Time-scale detection of microemboli in flowing blood with Doppler ultrasound.

ABSTRACT

Small formed elements and gas bubbles in flowing blood, called microemboli, can be detected using Doppler ultrasound. In this application, a pulsed constant-frequency ultrasound signal insonates a volume of blood in the middle cerebral artery, and microemboli moving through its sample volume produce a Doppler-shifted transient reflection. Current detection methods include searching for these transients in a short-time Fourier transform (STFT) of the reflected signal. However, since the embolus transit time through the Doppler sample volume is inversely proportional to the embolus velocity (Doppler-shift frequency), a matched-filter detector should in principle use a wavelet transform, rather than a short-time Fourier transform, for optimal results. Closer examination of the Doppler shift signals usually shows a chirping behavior apparently due to acceleration or deceleration of the emboli during their transit through the Doppler sample volume. These variations imply that a linear wavelet detector is not optimal.

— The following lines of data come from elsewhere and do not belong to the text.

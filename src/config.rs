//! Configuration handling for the TUI

use crate::api::{DEFAULT_API_URL, DEFAULT_GEOLOCATION_URL, DEFAULT_TIMEOUT};
use anyhow::{Context, Result};
use directories::ProjectDirs;
use serde::{Deserialize, Serialize};
use std::fs;
use std::path::{Path, PathBuf};
use std::time::Duration;

/// Environment variable overriding the API base URL
pub const API_URL_ENV: &str = "CROP_COMPASS_API_URL";

/// User configuration for the TUI
#[derive(Debug, Clone, Serialize, Deserialize, Default)]
pub struct TuiConfig {
    /// Base URL of the land API
    pub api_base_url: Option<String>,
    /// IP geolocation endpoint
    pub geolocation_url: Option<String>,
    /// Per-request timeout in seconds
    pub request_timeout_secs: Option<u64>,
    /// Route opened after the splash screen
    pub start_route: Option<String>,
    /// Skip the splash animation
    pub skip_splash: Option<bool>,
}

impl TuiConfig {
    /// Get the config file path
    fn config_path() -> Option<PathBuf> {
        ProjectDirs::from("com", "hydrogrow", "crop-compass-tui")
            .map(|dirs| dirs.config_dir().join("config.json"))
    }

    /// Load configuration from file, then apply environment overrides
    pub fn load() -> Result<Self> {
        let mut config = match Self::config_path() {
            Some(path) => Self::load_from(&path)?,
            None => Self::default(),
        };
        if let Ok(url) = std::env::var(API_URL_ENV) {
            config.api_base_url = Some(url);
        }
        Ok(config)
    }

    /// Load from `path`; a missing file means defaults
    pub fn load_from(path: &Path) -> Result<Self> {
        if !path.exists() {
            return Ok(Self::default());
        }
        let content = fs::read_to_string(path)
            .with_context(|| format!("Failed to read {}", path.display()))?;
        serde_json::from_str(&content)
            .with_context(|| format!("Invalid config in {}", path.display()))
    }

    pub fn api_base_url(&self) -> &str {
        self.api_base_url.as_deref().unwrap_or(DEFAULT_API_URL)
    }

    pub fn geolocation_url(&self) -> &str {
        self.geolocation_url
            .as_deref()
            .unwrap_or(DEFAULT_GEOLOCATION_URL)
    }

    pub fn request_timeout(&self) -> Duration {
        self.request_timeout_secs
            .map(Duration::from_secs)
            .unwrap_or(DEFAULT_TIMEOUT)
    }

    pub fn skip_splash(&self) -> bool {
        self.skip_splash.unwrap_or(false)
    }
}
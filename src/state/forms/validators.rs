//! Field validators for the signup and login forms
//!
//! Every validator is a pure predicate. Turning a failure into an
//! error flag and a hint is the caller's job (see `FieldErrors`).

use regex::Regex;
use std::sync::LazyLock;

static USERNAME_RE: LazyLock<Regex> =
    LazyLock::new(|| Regex::new(r"^[A-Za-z0-9_]+$").expect("username pattern compiles"));

static EMAIL_RE: LazyLock<Regex> = LazyLock::new(|| {
    Regex::new(r"^[A-Za-z0-9_.+-]+@[A-Za-z0-9-]+(\.[A-Za-z0-9-]+)+$")
        .expect("email pattern compiles")
});

/// Inclusive longitude range in degrees
pub const LONGITUDE_RANGE: (f64, f64) = (-180.0, 180.0);

/// Inclusive latitude range in degrees
pub const LATITUDE_RANGE: (f64, f64) = (-90.0, 90.0);

pub const USERNAME_MIN_LEN: usize = 3;
pub const USERNAME_MAX_LEN: usize = 20;
pub const PASSWORD_MIN_LEN: usize = 8;

/// 3 to 20 word characters, no surrounding whitespace
pub fn validate_username(s: &str) -> bool {
    let len = s.chars().count();
    (USERNAME_MIN_LEN..=USERNAME_MAX_LEN).contains(&len)
        && USERNAME_RE.is_match(s)
        && s.trim() == s
}

/// `local@domain.label[.label...]`; dot-less domains such as
/// `user@localhost` are rejected.
pub fn validate_email(s: &str) -> bool {
    EMAIL_RE.is_match(s)
}

/// At least 8 characters with an uppercase letter, a lowercase letter,
/// a digit and a symbol (anything outside `[A-Za-z0-9_]`).
pub fn validate_password(s: &str) -> bool {
    s.chars().count() >= PASSWORD_MIN_LEN
        && s.chars().any(|c| c.is_ascii_uppercase())
        && s.chars().any(|c| c.is_ascii_lowercase())
        && s.chars().any(|c| c.is_ascii_digit())
        && s.chars().any(is_symbol)
}

/// Byte-for-byte equality, case sensitive
pub fn validate_confirm_password(confirm: &str, password: &str) -> bool {
    confirm == password
}

/// A defined, finite number inside `[min, max]`
pub fn validate_coordinate(value: Option<f64>, min: f64, max: f64) -> bool {
    match value {
        Some(v) => v.is_finite() && (min..=max).contains(&v),
        None => false,
    }
}

pub fn validate_longitude(value: Option<f64>) -> bool {
    validate_coordinate(value, LONGITUDE_RANGE.0, LONGITUDE_RANGE.1)
}

pub fn validate_latitude(value: Option<f64>) -> bool {
    validate_coordinate(value, LATITUDE_RANGE.0, LATITUDE_RANGE.1)
}

pub(crate) fn is_symbol(c: char) -> bool {
    !(c.is_ascii_alphanumeric() || c == '_')
}

#[cfg(test)]
mod tests {
    use super::*;
    use proptest::prelude::*;

    mod username {
        use super::*;

        #[test]
        fn test_accepts_word_characters() {
            assert!(validate_username("abc_123"));
            assert!(validate_username("validuser"));
            assert!(validate_username("___"));
        }

        #[test]
        fn test_length_bounds() {
            assert!(!validate_username("ab"));
            assert!(validate_username("abc"));
            assert!(validate_username(&"a".repeat(20)));
            assert!(!validate_username(&"a".repeat(21)));
        }

        #[test]
        fn test_rejects_whitespace_and_symbols() {
            assert!(!validate_username(" abc"));
            assert!(!validate_username("abc "));
            assert!(!validate_username("ab cd"));
            assert!(!validate_username("abc-def"));
            assert!(!validate_username("abc!"));
            assert!(!validate_username(""));
        }

        #[test]
        fn test_rejects_non_ascii_letters() {
            assert!(!validate_username("jürgen"));
        }
    }

    mod email {
        use super::*;

        #[test]
        fn test_accepts_common_addresses() {
            assert!(validate_email("user@example.com"));
            assert!(validate_email("first.last+tag@sub.example.co"));
            assert!(validate_email("a@b.c"));
        }

        #[test]
        fn test_rejects_malformed_addresses() {
            assert!(!validate_email("nodomain"));
            assert!(!validate_email("a@b"));
            assert!(!validate_email("user@localhost"));
            assert!(!validate_email("@example.com"));
            assert!(!validate_email("user@.com"));
            assert!(!validate_email("user@example."));
            assert!(!validate_email("user@@example.com"));
            assert!(!validate_email("user name@example.com"));
            assert!(!validate_email(""));
        }
    }

    mod password {
        use super::*;

        #[test]
        fn test_accepts_strong_password() {
            assert!(validate_password("Abcdef1!"));
            assert!(validate_password("S3cure#Passw0rd"));
        }

        #[test]
        fn test_rejects_each_missing_class() {
            assert!(!validate_password("alllowercase1!"));
            assert!(!validate_password("ALLUPPERCASE1!"));
            assert!(!validate_password("NoDigitsHere!"));
            assert!(!validate_password("NoSymbols123"));
            assert!(!validate_password("Ab1!"));
        }

        #[test]
        fn test_underscore_is_not_a_symbol() {
            assert!(!validate_password("Abcdef1_"));
            assert!(validate_password("Abcdef1 "));
        }
    }

    mod confirm_password {
        use super::*;

        #[test]
        fn test_exact_match_only() {
            assert!(validate_confirm_password("Abcdef1!", "Abcdef1!"));
            assert!(!validate_confirm_password("Abcdef1!", "abcdef1!"));
            assert!(!validate_confirm_password("Abcdef1! ", "Abcdef1!"));
            assert!(!validate_confirm_password("", "Abcdef1!"));
        }
    }

    mod coordinate {
        use super::*;

        #[test]
        fn test_range_checks() {
            assert!(!validate_coordinate(Some(200.0), -180.0, 180.0));
            assert!(validate_coordinate(Some(45.5), -90.0, 90.0));
            assert!(validate_coordinate(Some(-180.0), -180.0, 180.0));
            assert!(validate_coordinate(Some(180.0), -180.0, 180.0));
            assert!(!validate_coordinate(Some(-90.01), -90.0, 90.0));
        }

        #[test]
        fn test_rejects_unset_and_non_finite() {
            assert!(!validate_coordinate(None, -90.0, 90.0));
            assert!(!validate_coordinate(Some(f64::NAN), -90.0, 90.0));
            assert!(!validate_coordinate(Some(f64::INFINITY), -90.0, 90.0));
        }

        #[test]
        fn test_named_ranges() {
            assert!(validate_longitude(Some(150.0)));
            assert!(!validate_latitude(Some(150.0)));
            assert!(validate_latitude(Some(-33.9)));
        }
    }

    proptest! {
        #[test]
        fn prop_short_or_long_usernames_fail(s in "[A-Za-z0-9_]{0,2}|[A-Za-z0-9_]{21,40}") {
            prop_assert!(!validate_username(&s));
        }

        #[test]
        fn prop_usernames_with_foreign_chars_fail(
            prefix in "[A-Za-z0-9_]{1,8}",
            bad in "[^A-Za-z0-9_]",
            suffix in "[A-Za-z0-9_]{1,8}",
        ) {
            let s = format!("{prefix}{bad}{suffix}");
            prop_assert!(!validate_username(&s));
        }

        #[test]
        fn prop_padded_usernames_fail(core in "[A-Za-z0-9_]{3,18}") {
            let padded = format!(" {core}");
            prop_assert!(!validate_username(&padded));
            let padded = format!("{core}\t");
            prop_assert!(!validate_username(&padded));
        }

        #[test]
        fn prop_lowercase_only_passwords_fail(s in "[a-z0-9!@#]{8,32}") {
            prop_assert!(!validate_password(&s));
        }

        #[test]
        fn prop_out_of_range_longitudes_fail(v in 180.0001f64..1.0e6) {
            prop_assert!(!validate_longitude(Some(v)));
            prop_assert!(!validate_longitude(Some(-v)));
        }
    }
}
//! Dialog components for TUI

mod base;
mod error_dialog;

pub use error_dialog::render_error_dialog;
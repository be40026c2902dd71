//! Base dialog component

use ratatui::{
    layout::Rect,
    style::{Color, Modifier, Style},
    text::{Line, Span},
    widgets::{Block, Borders, Clear, Paragraph},
    Frame,
};

/// Configuration for rendering a dialog
pub struct DialogConfig<'a> {
    pub title: &'a str,
    pub accent: Color,
    /// Message content, may contain `\n`
    pub message: &'a str,
    /// Footer line, e.g. how to dismiss
    pub hint: Option<Vec<Span<'a>>>,
    pub max_width: u16,
}

/// Horizontal padding inside the borders
const PADDING: u16 = 4;

/// Render a centered dialog overlay
pub fn render_dialog(frame: &mut Frame, config: DialogConfig) {
    let wrap_width = config.max_width.saturating_sub(PADDING + 2).max(10) as usize;
    let lines = wrap_text(config.message, wrap_width);
    let area = dialog_area(frame.area(), &config, &lines);

    frame.render_widget(Clear, area);

    let mut content = vec![
        Line::from(Span::styled(
            config.title,
            Style::default()
                .fg(config.accent)
                .add_modifier(Modifier::BOLD),
        )),
        Line::from(""),
    ];
    content.extend(lines.into_iter().map(Line::from));
    if let Some(hint) = config.hint {
        content.push(Line::from(""));
        content.push(Line::from(hint));
    }

    let block = Block::default()
        .borders(Borders::ALL)
        .border_style(Style::default().fg(config.accent));
    let dialog = Paragraph::new(content)
        .block(block)
        .style(Style::default().bg(Color::Black));

    frame.render_widget(dialog, area);
}

/// Centered rectangle sized to the wrapped message
fn dialog_area(screen: Rect, config: &DialogConfig, lines: &[String]) -> Rect {
    let content_width = lines
        .iter()
        .map(|l| l.chars().count())
        .chain(std::iter::once(config.title.chars().count()))
        .max()
        .unwrap_or(0) as u16;
    let width = (content_width + PADDING + 2)
        .min(config.max_width)
        .min(screen.width);

    let hint_rows = if config.hint.is_some() { 2 } else { 0 };
    let height = (2 + lines.len() as u16 + hint_rows + 2)
        .max(5)
        .min(screen.height);

    Rect {
        x: screen.x + screen.width.saturating_sub(width) / 2,
        y: screen.y + screen.height.saturating_sub(height) / 2,
        width,
        height,
    }
}

/// Greedy word wrap; blank lines in the input are kept
fn wrap_text(text: &str, max_width: usize) -> Vec<String> {
    let mut lines = Vec::new();
    for paragraph in text.split('\n') {
        let mut current = String::new();
        for word in paragraph.split_whitespace() {
            let needed = current.chars().count() + word.chars().count() + 1;
            if needed > max_width && !current.is_empty() {
                lines.push(std::mem::take(&mut current));
            }
            if !current.is_empty() {
                current.push(' ');
            }
            current.push_str(word);
        }
        lines.push(current);
    }
    lines
}
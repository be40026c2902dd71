//! Form rendering module
//!
//! - `field_renderer`: bordered inputs with help and hint lines
//! - `signup_form`: the signup wizard
//! - `login_form`: the login card

mod field_renderer;
mod login_form;
mod signup_form;

pub use login_form::draw_login;
pub use signup_form::draw_signup;
//! Error types for the test-orchestration framework
//!
//! Two layers of errors exist:
//!
//! - [`DriverError`]: a failure reported by the backend driver, carrying the
//!   backend's numeric code and an [`ErrorClass`] that fixes how retrying
//!   code must treat it. The classification lives on the error itself so it
//!   is identical at every call site.
//! - [`Error`]: framework-level failures (configuration, driver seam,
//!   exhausted retries).
//!
//! We use `thiserror` for automatic `Display` and `Error` trait
//! implementations.

use thiserror::Error;

/// Result type alias for framework operations
pub type Result<T> = std::result::Result<T, Error>;

/// Result type alias for driver-facing operations
pub type DriverResult<T> = std::result::Result<T, DriverError>;

/// How a backend failure must be treated by operation code.
///
/// The class of a given backend code is a property of the error, not of the
/// call site: every helper that executes operations applies the same
/// three-way split, so test flakiness is bounded by the backend's real
/// transient-error rate.
#[derive(Debug, Clone, Copy, PartialEq, Eq)]
pub enum ErrorClass {
    /// Resource contention, timeout, backpressure. Retry with backoff, up to
    /// a bound; exceeding the bound is a hard failure.
    Temporary,
    /// Permanent but expected under the current operation (row already
    /// exists during an idempotent load, row missing during a tolerant
    /// delete). Log and continue; neither retried nor fatal.
    Expected,
    /// Permanent and unexpected. Fail the operation immediately.
    Fatal,
}

/// A failure reported by the backend driver.
#[derive(Debug, Clone, Error)]
#[error("driver error {code} ({class:?}): {message}")]
pub struct DriverError {
    /// Backend-specific numeric error code
    pub code: u32,
    /// Human-readable description from the backend
    pub message: String,
    /// Fixed retry classification for this code
    pub class: ErrorClass,
}

impl DriverError {
    /// Construct a driver error with an explicit classification.
    pub fn new(code: u32, message: impl Into<String>, class: ErrorClass) -> Self {
        DriverError {
            code,
            message: message.into(),
            class,
        }
    }

    /// Shorthand for a temporary (retryable) error.
    pub fn temporary(code: u32, message: impl Into<String>) -> Self {
        Self::new(code, message, ErrorClass::Temporary)
    }

    /// Shorthand for a permanent-but-expected error.
    pub fn expected(code: u32, message: impl Into<String>) -> Self {
        Self::new(code, message, ErrorClass::Expected)
    }

    /// Shorthand for a permanent, unexpected error.
    pub fn fatal(code: u32, message: impl Into<String>) -> Self {
        Self::new(code, message, ErrorClass::Fatal)
    }

    /// True if retrying this operation may succeed.
    pub fn is_temporary(&self) -> bool {
        self.class == ErrorClass::Temporary
    }
}

/// Framework-level error type
#[derive(Debug, Error)]
pub enum Error {
    /// Malformed run configuration (unknown test name, unknown table,
    /// malformed CLI arguments). Nothing runs when this is raised.
    #[error("configuration error: {0}")]
    Config(String),

    /// The backend driver reported a failure that was not absorbed by the
    /// retry policy.
    #[error(transparent)]
    Driver(#[from] DriverError),

    /// A temporary error persisted past the retry bound.
    #[error("retries exhausted after {attempts} attempts: {source}")]
    RetriesExhausted {
        /// Total attempts made, including the first
        attempts: u32,
        /// The last temporary error observed
        source: DriverError,
    },

    /// I/O error (log sinks, report output)
    #[error("I/O error: {0}")]
    Io(#[from] std::io::Error),
}
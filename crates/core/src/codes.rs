//! Result codes shared by steps, cases, suites, and the process exit status
//!
//! Every unit of work in the framework reports exactly one `Verdict`. The
//! same five codes double as the process exit status of an embedding test
//! program, so the numeric mapping is part of the public contract.

use serde::{Deserialize, Serialize};

/// Outcome of a step, phase, case, or suite run.
///
/// The numeric exit mapping is frozen:
/// `Ok=0`, `Failed=1`, `WrongArgs=2`, `Temporary=3`, `Skipped=4`.
#[derive(Debug, Clone, Copy, PartialEq, Eq, Serialize, Deserialize)]
pub enum Verdict {
    /// The unit of work completed successfully.
    Ok,
    /// The unit of work failed; the failure is recorded against its owner.
    Failed,
    /// Configuration was malformed; nothing was executed.
    WrongArgs,
    /// Reserved: a transient condition surfaced to the top level.
    Temporary,
    /// The unit of work declined to run under the current configuration.
    Skipped,
}

impl Verdict {
    /// Process exit status for this verdict.
    pub fn exit_code(self) -> i32 {
        match self {
            Verdict::Ok => 0,
            Verdict::Failed => 1,
            Verdict::WrongArgs => 2,
            Verdict::Temporary => 3,
            Verdict::Skipped => 4,
        }
    }

    /// True only for `Ok`.
    pub fn is_ok(self) -> bool {
        matches!(self, Verdict::Ok)
    }

    /// True for `Failed` and `WrongArgs`.
    pub fn is_failure(self) -> bool {
        matches!(self, Verdict::Failed | Verdict::WrongArgs)
    }

    /// Fold two verdicts into the one that dominates.
    ///
    /// Failure dominates everything, then `Skipped`, then `Ok`. Used when
    /// aggregating step results into a phase verdict and case results into a
    /// suite verdict.
    pub fn merge(self, other: Verdict) -> Verdict {
        if self.is_failure() {
            return self;
        }
        if other.is_failure() {
            return other;
        }
        match (self, other) {
            (Verdict::Skipped, _) | (_, Verdict::Skipped) => Verdict::Skipped,
            (Verdict::Temporary, _) | (_, Verdict::Temporary) => Verdict::Temporary,
            _ => Verdict::Ok,
        }
    }
}

impl std::fmt::Display for Verdict {
    fn fmt(&self, f: &mut std::fmt::Formatter<'_>) -> std::fmt::Result {
        let s = match self {
            Verdict::Ok => "OK",
            Verdict::Failed => "FAILED",
            Verdict::WrongArgs => "WRONGARGS",
            Verdict::Temporary => "TEMPORARY",
            Verdict::Skipped => "SKIPPED",
        };
        write!(f, "{}", s)
    }
}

We apply linear and quadratic time-frequency and time-scale detectors to a set of noise-corrupted embolus data. Our results show improvements of about 1 dB using the time-scale detectors versus an STFT-based detector signifying that embolus detection is best approached as a time-scale problem. A time-scale-chirp detector is also applied and is found to have the overall best performance by about 0.5-0.7 dB while coming fairly close (about 0.75 dB) to a theoretical upper bound.